As múltiplas estratégias de futuro empregadas por mulheres negras nos possibilitam enxergar essas vidas pelo viés da criatividade, dos saberes, da resistência e da resiliência, não pela ótica da mistificação ou da desumanização, mas pela perspectiva do agenciamento, da ética, da reivindicação, da liberdade, apesar das amarras e das constrições. Nos permite falar não de mortes, mas de vidas, de afetos, de cuidados e amor. Porque, talvez, ainda precisemos, como nossa liberdade, como o direito a nossa vida e a dos nossos, reivindicar nossos amores, afetos, nossas memórias e histórias:

Amor nasce enfeitando a gente, / Colorindo os dias e as noites. / Com o tempo o amor vai escorrendo / entre os dedos, / escapando como água, / pelas frestas das nascentes. / Vai feito correnteza / Em busca de abrigo, / e deságua na entrega, / depois começa e termina, / de novo e de novo” (Elisa Pereira).

 

São Paulo, junho de 2022

 

Referências

COLETIVO NARRATIVAS NEGRAS. Narrativas negras: biografias ilustradas de mulheres pretas brasileiras. Curitiba: Voo, 2020.
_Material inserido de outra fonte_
use crate::render::{run_render, RenderArgs};
use crate::server;
use call_intake::error::AppError;
use clap::{Args, Parser, Subcommand};

#[derive(Parser, Debug)]
#[command(
    name = "call-intake",
    about = "Receive call applications and re-render their PDF summaries",
    version
)]
struct Cli {
    #[command(subcommand)]
    command: Option<Command>,
}

#[derive(Subcommand, Debug)]
enum Command {
    /// Start the HTTP service (default command)
    Serve(ServeArgs),
    /// Render the PDF summary of an archived submission file
    Render(RenderArgs),
}

#[derive(Args, Debug, Default)]
pub(crate) struct ServeArgs {
    /// Override the configured host for the HTTP server
    #[arg(long)]
    pub(crate) host: Option<String>,
    /// Override the configured port for the HTTP server
    #[arg(long)]
    pub(crate) port: Option<u16>,
}

pub(crate) async fn run() -> Result<(), AppError> {
    let cli = Cli::parse();
    let command = cli
        .command
        .unwrap_or_else(|| Command::Serve(ServeArgs::default()));

    match command {
        Command::Serve(args) => server::run(args).await,
        Command::Render(args) => run_render(args),
    }
}

#[cfg(test)]
mod tests {
    use super::*;
    use clap::CommandFactory;

    #[test]
    fn cli_definition_is_consistent() {
        Cli::command().debug_assert();
    }

    #[test]
    fn serve_is_the_default() {
        let cli = Cli::try_parse_from(["call-intake"]).expect("parses");
        assert!(cli.command.is_none());

        let cli = Cli::try_parse_from(["call-intake", "serve", "--port", "8080"]).expect("parses");
        match cli.command {
            Some(Command::Serve(args)) => assert_eq!(args.port, Some(8080)),
            other => panic!("unexpected command {other:?}"),
        }
    }

    #[test]
    fn render_requires_input_and_output() {
        assert!(Cli::try_parse_from(["call-intake", "render", "--input", "a.json"]).is_err());
        let cli = Cli::try_parse_from([
            "call-intake",
            "render",
            "--input",
            "a.json",
            "--output",
            "a.pdf",
        ])
        .expect("parses");
        assert!(matches!(cli.command, Some(Command::Render(_))));
    }
}
use std::fmt;
use std::sync::OnceLock;

use chrono::{DateTime, Utc};
use rand::Rng;
use regex::Regex;
use serde::Serialize;

fn pattern() -> &'static Regex {
    static PATTERN: OnceLock<Regex> = OnceLock::new();
    PATTERN.get_or_init(|| Regex::new(r"^\d{13}-\d{4}$").expect("request id pattern compiles"))
}

/// Names one submission, its archive object and its rendered document.
///
/// Shaped `<unix millis>-<4 random digits>`.
#[derive(Debug, Clone, PartialEq, Eq, Hash, Serialize)]
#[serde(transparent)]
pub struct RequestId(String);

impl RequestId {
    pub fn generate() -> Self {
        Self::generate_at(Utc::now(), &mut rand::thread_rng())
    }

    pub fn generate_at<R: Rng + ?Sized>(now: DateTime<Utc>, rng: &mut R) -> Self {
        let disambiguator: u16 = rng.gen_range(0..10_000);
        Self(format!("{:013}-{disambiguator:04}", now.timestamp_millis()))
    }

    /// Accepts only identifiers of the generated shape.
    pub fn parse(raw: &str) -> Option<Self> {
        pattern().is_match(raw).then(|| Self(raw.to_string()))
    }

    pub fn as_str(&self) -> &str {
        &self.0
    }

    /// Object key of the archived raw body.
    pub fn archive_key(&self) -> String {
        format!("{}.json", self.0)
    }

    /// File name of the rendered summary.
    pub fn document_name(&self) -> String {
        format!("call-{}.pdf", self.0)
    }
}

impl fmt::Display for RequestId {
    fn fmt(&self, f: &mut fmt::Formatter<'_>) -> fmt::Result {
        f.write_str(&self.0)
    }
}

#[cfg(test)]
mod tests {
    use super::*;
    use chrono::TimeZone;
    use rand::rngs::StdRng;
    use rand::SeedableRng;

    #[test]
    fn generated_ids_match_the_export_format() {
        let mut rng = StdRng::seed_from_u64(7);
        let now = Utc
            .with_ymd_and_hms(2026, 10, 15, 12, 0, 0)
            .single()
            .expect("valid instant");
        for _ in 0..200 {
            let id = RequestId::generate_at(now, &mut rng);
            assert!(RequestId::parse(id.as_str()).is_some(), "{id}");
            assert!(id.as_str().starts_with("1792065600000-"));
        }
    }

    #[test]
    fn parse_rejects_malformed_ids() {
        for raw in [
            "abc",
            "1791979200000-12",
            "1791979200000-12345",
            "179197920000-1234",
            " 1791979200000-1234",
            "1791979200000_1234",
        ] {
            assert!(RequestId::parse(raw).is_none(), "{raw}");
        }
        assert!(RequestId::parse("1791979200000-0042").is_some());
    }

    #[test]
    fn derives_object_and_document_names() {
        let id = RequestId::parse("1791979200000-0042").expect("valid id");
        assert_eq!(id.archive_key(), "1791979200000-0042.json");
        assert_eq!(id.document_name(), "call-1791979200000-0042.pdf");
    }
}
NASCIMENTO, Tatiana. “Cientistas”, 2017. Disponível em: https://palavrapreta.wordpress.com/2017/09/24/cientistas/. Acesso: 31 de julho de 2020.

PEREIRA, Elisa. Memórias da pele. Lisboa: Chiado Books, 2018, p. 92. Disponível em: http://www.letras.ufmg.br/literafro/24-textos-das-autoras/1156-elisa-pereira-textos-selecionados. Acesso: 31 de julho de 2020.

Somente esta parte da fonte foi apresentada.